Asian Chicken with Cauliflower & Broccoli Purée: under 5g carbs, flavorful and super quick.
Balancing work, family life and a ketogenic diet can be challenging. My top tip for making it easier is one word: prepping. Planning and prepping ingredients saves time, reduces stress and adds variety so you’re less likely to fall back on unhealthy convenience foods.
If you rely on prepared meals and thoughtful planning, you won’t get bored of the same bacon-and-egg cycle. Prepping a few components in advance makes dinnertime faster and more enjoyable.

For chicken dishes, prepping and freezing portions gives you a head start. Buy larger packs, use what you need and freeze the rest in meal-sized portions. When you defrost slowly in the fridge, the texture stays better than when using microwave or hot-water methods.
My other essential tip is: use the freezer. Frozen vegetables are a huge time-saver. Preparing fresh cauliflower and broccoli can be fiddly and messy; frozen florets go straight from the bag to a pan, cutting prep time significantly.
Follow these tips and you can make Asian Chicken with Cauliflower & Broccoli Purée in a flash.

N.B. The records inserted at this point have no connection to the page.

#[cfg(test)]
#[path = "record_test.rs"]
mod record_test;

use serde::{Deserialize, Serialize};

/// One evaluated submission, as stored in session history and returned on
/// the wire (camelCase keys).
///
/// Immutable once created. `is_in_area` is derived by the server-side
/// evaluator and never taken from client input.
#[derive(Debug, Clone, PartialEq, Serialize, Deserialize)]
#[serde(rename_all = "camelCase")]
pub struct PointCheck {
    pub x: f64,
    pub y: f64,
    pub r: f64,
    pub is_in_area: bool,
    /// Server wall-clock timestamp, `YYYY-MM-DD hh:mm:ss` (UTC).
    pub checked_at: String,
    /// Evaluator wall time for this submission, in milliseconds.
    pub elapsed_ms: f64,
}
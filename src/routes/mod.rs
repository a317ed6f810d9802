//! Router assembly.
//!
//! SYSTEM CONTEXT
//! ==============
//! Binds the JSON API under `/api` and serves the static web client as a
//! fallback. CORS is permissive (any origin, method, header): the API is
//! callable from pages served elsewhere, and session identity rides in a
//! cookie rather than a CORS-gated header.

pub mod checks;

use std::path::PathBuf;

use axum::Router;
use axum::http::StatusCode;
use axum::routing::{delete, get, post};
use tower_http::cors::{Any, CorsLayer};
use tower_http::services::ServeDir;

use crate::state::AppState;

/// JSON API routes.
fn api_routes(state: AppState) -> Router {
    let cors = CorsLayer::new()
        .allow_origin(Any)
        .allow_methods(Any)
        .allow_headers(Any);

    Router::new()
        .route("/api/check", post(checks::submit_check))
        .route("/api/results", get(checks::list_results))
        .route("/api/session", delete(checks::clear_session))
        .route("/healthz", get(healthz))
        .layer(cors)
        .with_state(state)
}

/// Resolve the static web client directory.
fn web_dir() -> PathBuf {
    std::env::var("WEB_DIR")
        .map(PathBuf::from)
        .unwrap_or_else(|_| PathBuf::from("web"))
}

/// Full application router: API routes + static web client fallback.
pub fn app(state: AppState) -> Router {
    let web_service = ServeDir::new(web_dir()).append_index_html_on_directories(true);
    api_routes(state).fallback_service(web_service)
}

async fn healthz() -> StatusCode {
    StatusCode::OK
}
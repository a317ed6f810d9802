use super::*;

const TTL: Duration = Duration::from_millis(2_000);

#[test]
fn acquire_on_free_slot_succeeds() {
    let leases = SubmissionLeases::with_ttl(TTL);
    assert!(leases.acquire("sess-a", Uuid::new_v4()).is_ok());
}

#[test]
fn same_owner_reacquires_and_renews() {
    let leases = SubmissionLeases::with_ttl(TTL);
    let owner = Uuid::new_v4();
    let start = Instant::now();

    leases.acquire_at("sess-a", owner, start).unwrap();
    // Renew near expiry...
    let near_expiry = start + TTL - Duration::from_millis(1);
    leases.acquire_at("sess-a", owner, near_expiry).unwrap();

    // ...so a rival is still blocked after the original TTL would have
    // lapsed.
    let rival = Uuid::new_v4();
    let past_original_ttl = start + TTL + Duration::from_millis(500);
    assert!(leases.acquire_at("sess-a", rival, past_original_ttl).is_err());
}

#[test]
fn different_owner_is_blocked_while_held() {
    let leases = SubmissionLeases::with_ttl(TTL);
    let holder = Uuid::new_v4();
    let rival = Uuid::new_v4();
    let now = Instant::now();

    leases.acquire_at("sess-a", holder, now).unwrap();
    let err = leases.acquire_at("sess-a", rival, now).unwrap_err();
    let LeaseError::Held { holder: reported } = err;
    assert_eq!(reported, holder);
}

#[test]
fn expired_lease_can_be_taken_over() {
    let leases = SubmissionLeases::with_ttl(TTL);
    let holder = Uuid::new_v4();
    let rival = Uuid::new_v4();
    let start = Instant::now();

    leases.acquire_at("sess-a", holder, start).unwrap();
    let after_ttl = start + TTL + Duration::from_millis(1);
    assert!(leases.acquire_at("sess-a", rival, after_ttl).is_ok());
}

#[test]
fn release_frees_the_slot() {
    let leases = SubmissionLeases::with_ttl(TTL);
    let holder = Uuid::new_v4();
    let rival = Uuid::new_v4();
    let now = Instant::now();

    leases.acquire_at("sess-a", holder, now).unwrap();
    leases.release("sess-a", holder);
    assert!(leases.acquire_at("sess-a", rival, now).is_ok());
}

#[test]
fn release_by_non_owner_is_ignored() {
    let leases = SubmissionLeases::with_ttl(TTL);
    let holder = Uuid::new_v4();
    let rival = Uuid::new_v4();
    let now = Instant::now();

    leases.acquire_at("sess-a", holder, now).unwrap();
    leases.release("sess-a", rival);
    assert!(leases.acquire_at("sess-a", rival, now).is_err());
}

#[test]
fn sessions_are_independent() {
    let leases = SubmissionLeases::with_ttl(TTL);
    let a = Uuid::new_v4();
    let b = Uuid::new_v4();
    let now = Instant::now();

    leases.acquire_at("sess-a", a, now).unwrap();
    assert!(leases.acquire_at("sess-b", b, now).is_ok());
}
pub mod analyze_ops;
pub mod config_ops;
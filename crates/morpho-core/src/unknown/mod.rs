//! Unknown-word fallback.
//!
//! When the dictionary has nothing (or not enough) at a position, the
//! fallback synthesizes candidates from the character category of the
//! current char so the lattice stays connected.

use crate::settings::{settings, CategoryDef, UnknownSettings};
use crate::unicode;

/// Character category used to pick an unknown-word definition.
#[derive(Debug, Clone, Copy, PartialEq, Eq, Hash)]
pub enum CharCategory {
    Default = 0,
    Space,
    Hiragana,
    Katakana,
    Kanji,
    Alpha,
    Numeric,
    Symbol,
}

impl CharCategory {
    pub const COUNT: usize = 8;

    pub fn of(c: char) -> Self {
        if unicode::is_space(c) {
            CharCategory::Space
        } else if unicode::is_hiragana(c) {
            CharCategory::Hiragana
        } else if unicode::is_katakana(c) {
            CharCategory::Katakana
        } else if unicode::is_kanji(c) {
            CharCategory::Kanji
        } else if unicode::is_latin(c) {
            CharCategory::Alpha
        } else if unicode::is_numeric(c) {
            CharCategory::Numeric
        } else if unicode::is_symbol(c) {
            CharCategory::Symbol
        } else {
            CharCategory::Default
        }
    }

    pub fn name(self) -> &'static str {
        match self {
            CharCategory::Default => "DEFAULT",
            CharCategory::Space => "SPACE",
            CharCategory::Hiragana => "HIRAGANA",
            CharCategory::Katakana => "KATAKANA",
            CharCategory::Kanji => "KANJI",
            CharCategory::Alpha => "ALPHA",
            CharCategory::Numeric => "NUMERIC",
            CharCategory::Symbol => "SYMBOL",
        }
    }
}

/// A synthesized unknown-word candidate starting at the queried position.
#[derive(Debug, Clone, Copy, PartialEq, Eq)]
pub struct UnknownCandidate {
    /// Span length in chars (always ≥ 1)
    pub len: usize,
    pub cost: i16,
    pub left_id: u16,
    pub right_id: u16,
    /// Handle passed back to `UnknownHandler::feature`
    pub word_id: u32,
}

/// Unknown-word fallback service.
pub trait UnknownHandler: Send + Sync {
    /// Whether the fallback runs at a position starting with `c` even when the
    /// dictionary matched.
    fn should_invoke(&self, c: char) -> bool;

    /// Append candidates starting at `chars[begin]` to `out`.
    ///
    /// Must append at least one candidate of length ≥ 1 whenever
    /// `begin < chars.len()`.
    fn synthesize(&self, chars: &[char], begin: usize, out: &mut Vec<UnknownCandidate>);

    fn feature(&self, word_id: u32) -> &str;
}

/// Category-driven fallback: one definition per `CharCategory`.
#[derive(Debug, Clone)]
pub struct CategoryFallback {
    defs: Vec<CategoryDef>,
}

impl CategoryFallback {
    pub fn new(unknown: &UnknownSettings) -> Self {
        // Order matches the `CharCategory` discriminants.
        let defs = vec![
            unknown.default.clone(),
            unknown.space.clone(),
            unknown.hiragana.clone(),
            unknown.katakana.clone(),
            unknown.kanji.clone(),
            unknown.alpha.clone(),
            unknown.numeric.clone(),
            unknown.symbol.clone(),
        ];
        Self { defs }
    }

    /// Build from the global `[unknown.*]` settings.
    pub fn from_settings() -> Self {
        Self::new(&settings().unknown)
    }

    pub fn def(&self, category: CharCategory) -> &CategoryDef {
        &self.defs[category as usize]
    }

    fn push(&self, category: CharCategory, len: usize, out: &mut Vec<UnknownCandidate>) {
        let def = self.def(category);
        out.push(UnknownCandidate {
            len,
            cost: def.cost,
            left_id: def.left_id,
            right_id: def.right_id,
            word_id: category as u32,
        });
    }
}

impl Default for CategoryFallback {
    fn default() -> Self {
        Self::from_settings()
    }
}

impl UnknownHandler for CategoryFallback {
    fn should_invoke(&self, c: char) -> bool {
        self.def(CharCategory::of(c)).invoke
    }

    fn synthesize(&self, chars: &[char], begin: usize, out: &mut Vec<UnknownCandidate>) {
        let Some(&first) = chars.get(begin) else {
            return;
        };
        let category = CharCategory::of(first);
        let def = self.def(category);
        let run = chars[begin..]
            .iter()
            .take_while(|&&c| CharCategory::of(c) == category)
            .count();

        let group_len = def.group.then_some(run);
        if let Some(len) = group_len {
            self.push(category, len, out);
        }
        for len in 1..=def.length.min(run) {
            if Some(len) != group_len {
                self.push(category, len, out);
            }
        }
        if group_len.is_none() && def.length == 0 {
            self.push(category, 1, out);
        }
    }

    fn feature(&self, word_id: u32) -> &str {
        self.defs
            .get(word_id as usize)
            .map(|d| d.feature.as_str())
            .unwrap_or("")
    }
}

Fresh vs Frozen produce: which one is best?
Is frozen produce less nutritious than fresh? Not necessarily. While truly freshly picked produce eaten quickly is ideal, most supermarket “fresh” vegetables are harvested early and spend days or weeks in transit or on shelves before you buy them.
Because produce begins to lose nutrients after harvest, frozen vegetables—which are typically blanched and frozen soon after picking—often retain more vitamins and minerals than supermarket fresh produce. If you don’t grow your own, frozen is a reliable, nutrient-dense choice even if the flavor can be slightly milder.
How to Make Asian Chicken with Cauliflower & Broccoli Purée
I prepped chicken thighs in advance by deboning and slicing them into strips, then freezing in portions. The night before cooking, transfer the portions to the fridge to defrost slowly—this preserves texture better than rapid methods.
If you don’t have prepped chicken on hand, buy boneless skinless thighs or remove skin and bones yourself (save the skin to bake into crispy chips). Cut the meat into strips so it cooks quickly and evenly.

For the purée, pour a bag of frozen cauliflower and broccoli florets into a deep saucepan. Cover with water, add salt and a pinch of turmeric, then bring to a boil with the lid on. After five minutes, drain and blitz with an immersion blender until smooth. Stir in nutmeg, cream, Parmesan and butter, adjust seasoning and set aside.
For the chicken, heat olive oil in a wok or frying pan, add minced garlic and cook briefly. Add the chicken strips, passata (sieved tomatoes), spices—cardamom, cumin, paprika—salt, pepper and a splash of water. Toss on medium-high heat for about ten minutes until cooked through, tasting and adjusting seasoning as needed.

Reheat the purée, spoon onto plates and top with the chicken. The result is a healthy, flavorful, keto-friendly meal that’s ready in about 30 minutes and yields two portions. Minimal carbs, lots of protein and satisfying texture make this a great weeknight option.
This dish frees up time for family or relaxation while delivering comforting, home-cooked flavor without hours in the kitchen.
Enjoy!
- For the Asian Chicken:
- 600g boneless, skinless chicken thighs
- 1 garlic clove, minced
- 1 tbsp extra virgin olive oil
- 2 tbsp passata (sieved tomatoes)
- 1 tsp ground cardamom
- 1 tsp cumin
- 1 tsp paprika
- 1/2 tsp fine Himalayan pink salt
- Freshly ground black pepper, to taste
- 30ml water
- For the Broccoli Cauliflower Purée:
- 500g broccoli and cauliflower florets (frozen or fresh)
- 1 tbsp turmeric
- Coarse Himalayan pink salt, to taste
- 1/4 tsp nutmeg
- 15g double cream
- 15g Parmesan, grated
- 20g butter
- Fine Himalayan pink salt and freshly ground black pepper, to taste
- Boil the cauliflower and broccoli in salted water with turmeric for about 5 minutes until tender.
- Drain and blitz with an immersion blender until smooth. Stir in nutmeg, cream, Parmesan and butter; season with salt and pepper and set aside.
- Heat olive oil in a frying pan or wok, add minced garlic and cook briefly (about 10 seconds).
- Add chicken strips, passata, spices, salt, pepper and 30ml water.
- Cook the chicken over medium-high heat for about 10 minutes, stirring often, until cooked through. Adjust seasoning as needed.
- Reheat the purée if needed and spoon onto serving plates.
- Place the cooked chicken on top of the purée and serve immediately.